To formalize this idea, one has the Peano-axioms, which should intuitively be satisfied by what we think of the natural numbers. The author proceeds to construct $\mathbf{N}$ by using the axiom of infinity of ZFC and defining $\mathbf{N}:=\bigcap \{J: J \ \text{is an inductive set}\}$, where an inductive set is defined to be a set that has the properties:

$(i)$ $\emptyset \in J$

$(ii)$ if $x \in J$ then $s(x) \in J$. ($s(x)$ denotes the successor)

The set $\mathbf{N}$ as defined above indeed satisfies the Peano-axioms and one defines $0:=\emptyset,1:=\{\emptyset\},2:=\{\emptyset, \{\emptyset\}\}$ and so on.

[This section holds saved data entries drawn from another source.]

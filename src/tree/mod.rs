use alloc::vec::Vec;
use core::{
    borrow::Borrow,
    cmp::Ordering,
    fmt,
    sync::atomic::{AtomicU64, Ordering::Relaxed},
};

use log::{debug, warn};

use crate::{
    Error, Result, TreeConfig,
    node::{Color, NIL, Node, NodeId, Side, Slot},
};

mod erase;
mod insert;
mod rotate;
mod traverse;
mod verify;

pub use traverse::Iter;
pub use verify::Violation;

/// Source of tree identities stamped into every [`NodeId`]
static NEXT_TREE_ID: AtomicU64 = AtomicU64::new(1);

fn next_tree_id() -> u64 {
    NEXT_TREE_ID.fetch_add(1, Relaxed)
}

/// An ordered set of unique keys backed by a red-black tree.
///
/// Nodes live in an index arena: children are arena indices owned by the
/// tree, parents are plain back-indices used while rebalancing. Vacated
/// cells are kept on a free list and reused by later inserts.
///
/// Every insert and erase restores the red-black invariants before returning,
/// which bounds the height of the tree by `2 * log2(n + 1)`:
/// - the root is black
/// - no red node has a red child
/// - every path from a node to a nil link crosses the same number of black nodes
///
/// # Examples
///
/// ```
/// use rbset::RbTree;
///
/// let mut tree = RbTree::new();
/// for key in [5, 2, 8, 1, 9, 3] {
///     tree.insert(key).unwrap();
/// }
///
/// let five = tree.find(&5).unwrap();
/// assert_eq!(tree.erase(five), Ok(5));
/// assert_eq!(tree.to_vec(), vec![1, 2, 3, 8, 9]);
/// ```
pub struct RbTree<K> {
    /// Node storage, indexed by the links stored in each node
    slots: Vec<Slot<K>>,

    /// Stack of vacant slot indices available for reuse
    free: Vec<usize>,

    /// Index of the root node, `NIL` when the tree is empty
    root: usize,

    /// Number of keys currently stored
    len: usize,

    /// Identity of this tree, carried by every handle it hands out
    id: u64,

    config: TreeConfig,
}

impl<K> RbTree<K> {
    /// Creates an empty, unbounded tree.
    ///
    /// Does not allocate anything on its own.
    pub fn new() -> Self {
        Self {
            slots: Vec::new(),
            free: Vec::new(),
            root: NIL,
            len: 0,
            id: next_tree_id(),
            config: TreeConfig::new(),
        }
    }

    /// Creates an empty tree with the given configuration
    ///
    /// # Arguments
    ///
    /// * `config` - Node bound and preallocation settings
    ///
    /// # Returns
    ///
    /// * `Result<Self>` - The tree, or [`Error::InvalidConfig`] /
    ///   [`Error::AllocationFailed`] if the configuration cannot be honored
    pub fn with_config(config: TreeConfig) -> Result<Self> {
        config.validate()?;

        let mut tree = Self::new();
        tree.config = config;

        if let (Some(max_nodes), true) = (config.max_nodes(), config.preallocate()) {
            tree.slots
                .try_reserve_exact(max_nodes)
                .map_err(|_| Error::AllocationFailed)?;
            tree.free
                .try_reserve_exact(max_nodes)
                .map_err(|_| Error::AllocationFailed)?;
        }

        Ok(tree)
    }

    /// Creates an empty tree holding at most `capacity` keys, with storage
    /// reserved up front.
    pub fn with_capacity(capacity: usize) -> Result<Self> {
        Self::with_config(
            TreeConfig::new()
                .with_max_nodes(capacity)
                .with_preallocation(true),
        )
    }

    /// Returns the number of keys in the tree
    #[inline]
    pub const fn len(&self) -> usize {
        self.len
    }

    /// Returns `true` if the tree holds no keys
    #[inline]
    pub const fn is_empty(&self) -> bool {
        self.root == NIL
    }

    /// Returns the configured node bound, `None` when unbounded
    #[inline]
    pub const fn capacity(&self) -> Option<usize> {
        self.config.max_nodes()
    }

    /// Returns how many more keys fit under the node bound
    #[inline]
    pub fn remaining_capacity(&self) -> Option<usize> {
        self.config.max_nodes().map(|max| max - self.len)
    }

    /// Returns the configuration the tree was built with
    #[inline]
    pub const fn config(&self) -> &TreeConfig {
        &self.config
    }

    /// Returns a handle to the root node
    pub fn root(&self) -> Option<NodeId> {
        (self.root != NIL).then(|| self.handle(self.root))
    }

    /// Removes every key, releasing all nodes.
    ///
    /// Handles obtained before the call become invalid. Arena storage is kept
    /// for reuse.
    pub fn clear(&mut self) {
        for slot in self.slots.iter_mut() {
            if slot.node.take().is_some() {
                slot.generation = slot.generation.wrapping_add(1);
            }
        }
        self.free.clear();
        self.free.extend((0..self.slots.len()).rev());
        self.root = NIL;
        self.len = 0;
        debug!("tree {} cleared", self.id);
    }

    /// Returns the key of the node behind `id`, `None` if the handle is stale
    /// or belongs to another tree
    pub fn get(&self, id: NodeId) -> Option<&K> {
        self.resolve(id).map(|idx| &self.node_at(idx).key)
    }

    /// Returns the current color of the node behind `id`
    pub fn color(&self, id: NodeId) -> Option<Color> {
        self.resolve(id).map(|idx| self.node_at(idx).color)
    }

    /// Returns a handle to the node holding the smallest key
    ///
    /// # Returns
    ///
    /// * `Result<NodeId>` - The handle, or [`Error::EmptyTree`]
    pub fn min(&self) -> Result<NodeId> {
        if self.root == NIL {
            return Err(Error::EmptyTree);
        }
        Ok(self.handle(self.subtree_extreme(self.root, Side::Left)))
    }

    /// Returns a handle to the node holding the largest key
    ///
    /// # Returns
    ///
    /// * `Result<NodeId>` - The handle, or [`Error::EmptyTree`]
    pub fn max(&self) -> Result<NodeId> {
        if self.root == NIL {
            return Err(Error::EmptyTree);
        }
        Ok(self.handle(self.subtree_extreme(self.root, Side::Right)))
    }

    /// Returns the smallest key
    pub fn first(&self) -> Option<&K> {
        self.min().ok().and_then(|id| self.get(id))
    }

    /// Returns the largest key
    pub fn last(&self) -> Option<&K> {
        self.max().ok().and_then(|id| self.get(id))
    }

    pub(crate) fn handle(&self, idx: usize) -> NodeId {
        NodeId {
            tree: self.id,
            index: idx,
            generation: self.slots[idx].generation,
        }
    }

    /// Maps a handle back to an arena index if it still names a live node here
    pub(crate) fn resolve(&self, id: NodeId) -> Option<usize> {
        if id.tree != self.id {
            return None;
        }
        let slot = self.slots.get(id.index)?;
        (slot.generation == id.generation && slot.node.is_some()).then_some(id.index)
    }

    /// Places a new node in a vacant slot, growing the arena if needed
    fn allocate_node(&mut self, key: K, parent: usize, color: Color) -> Result<usize> {
        if let Some(max_nodes) = self.config.max_nodes().filter(|&max| self.len >= max) {
            warn!("tree {} rejected insert: {max_nodes} nodes in use", self.id);
            return Err(Error::CapacityExhausted {
                capacity: max_nodes,
            });
        }

        let node = Node::new(key, parent, color);

        if let Some(idx) = self.free.pop() {
            self.slots[idx].node = Some(node);
            return Ok(idx);
        }

        // The free list must be able to take every slot back without allocating.
        let idx = self.slots.len();
        self.slots.try_reserve(1).map_err(|_| {
            warn!("tree {} could not grow node storage", self.id);
            Error::AllocationFailed
        })?;
        self.free.try_reserve(idx + 1).map_err(|_| {
            warn!("tree {} could not grow free list", self.id);
            Error::AllocationFailed
        })?;

        self.slots.push(Slot {
            generation: 0,
            node: Some(node),
        });
        Ok(idx)
    }

    /// Vacates a slot and hands back the key it held
    fn release_node(&mut self, idx: usize) -> Option<K> {
        let slot = &mut self.slots[idx];
        let node = slot.node.take()?;
        slot.generation = slot.generation.wrapping_add(1);
        self.free.push(idx);
        Some(node.key)
    }

    #[inline]
    pub(crate) fn node_at(&self, idx: usize) -> &Node<K> {
        match &self.slots[idx].node {
            Some(node) => node,
            None => unreachable!("link to vacant slot {idx}"),
        }
    }

    #[inline]
    pub(crate) fn node_at_mut(&mut self, idx: usize) -> &mut Node<K> {
        match &mut self.slots[idx].node {
            Some(node) => node,
            None => unreachable!("link to vacant slot {idx}"),
        }
    }

    #[inline]
    pub(crate) fn color_of(&self, idx: usize) -> Color {
        if idx == NIL {
            Color::Black
        } else {
            self.node_at(idx).color
        }
    }

    #[inline]
    pub(crate) fn set_color(&mut self, idx: usize, color: Color) {
        if idx != NIL {
            self.node_at_mut(idx).color = color;
        }
    }

    #[inline]
    pub(crate) fn is_red(&self, idx: usize) -> bool {
        self.color_of(idx) == Color::Red
    }

    #[inline]
    pub(crate) fn is_black(&self, idx: usize) -> bool {
        self.color_of(idx) == Color::Black
    }

    #[inline]
    pub(crate) fn parent(&self, idx: usize) -> usize {
        if idx == NIL {
            NIL
        } else {
            self.node_at(idx).parent
        }
    }

    #[inline]
    pub(crate) fn child(&self, idx: usize, side: Side) -> usize {
        if idx == NIL {
            NIL
        } else {
            self.node_at(idx).child(side)
        }
    }

    /// Which side of its parent `idx` hangs from. `idx` must not be the root.
    #[inline]
    pub(crate) fn side_of(&self, idx: usize) -> Side {
        if self.child(self.parent(idx), Side::Left) == idx {
            Side::Left
        } else {
            Side::Right
        }
    }

    /// Points `parent`'s link that currently holds `old` at `new`; a nil
    /// `parent` means `old` was the root.
    pub(crate) fn replace_child(&mut self, parent: usize, old: usize, new: usize) {
        if parent == NIL {
            self.root = new;
        } else if self.node_at(parent).left == old {
            self.node_at_mut(parent).left = new;
        } else {
            self.node_at_mut(parent).right = new;
        }
    }

    /// Follows `side` links from `idx` to the end: the minimum for `Left`,
    /// the maximum for `Right`.
    pub(crate) fn subtree_extreme(&self, mut idx: usize, side: Side) -> usize {
        while idx != NIL {
            let next = self.node_at(idx).child(side);
            if next == NIL {
                break;
            }
            idx = next;
        }
        idx
    }

    /// In-order neighbour of `idx` toward `side`: the successor for `Right`,
    /// the predecessor for `Left`.
    pub(crate) fn neighbor(&self, idx: usize, side: Side) -> usize {
        let child = self.child(idx, side);
        if child != NIL {
            return self.subtree_extreme(child, side.opposite());
        }

        let mut current = idx;
        let mut parent = self.parent(current);
        while parent != NIL && self.child(parent, side) == current {
            current = parent;
            parent = self.parent(current);
        }
        parent
    }
}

This gives that $\mathbf{N}$ indeed contains every object we consider to be a natural number. However, why can't it contain any "odd" elements, meaning elements that are not in the collection of $0,1,2,3,4,...$. Im looking for a formal way to prove this, but I am unsure if this is possible. I know that it is provable that any object $n \in \mathbf{N}$ is either $0$ or the successor of a natural number. However, I am not sure if it is formally provable from this that $\mathbf{N}$ only contains "numbers" and no other elements. Every argument I can think of is pretty hand-wavy and rather informal.

Edit: Might this be a way to do it? The object $0$ is an element in the collection $\{0,1,2,3,...\}$. Let $n$ be an object in this collection. Then also, by definition, $s(n)$ is an object in this collection, by definition of the collection (it contains the successors of the elements). I just wondered if the property "an element of the collection $\{0,1,2,3,...\}$" would be too informal to use for an induction.

Answer 1

What do you mean precisely by "odd element"? Essentially, the intersection of all inductive sets (or equivalently, the least inductive set with respect to $\subseteq$) is the formal definition of the set of natural numbers, hence giving a formal definition of "natural number" (i.e., "member of the least inductive set"), so by definition, there are no things in that set that are not natural numbers.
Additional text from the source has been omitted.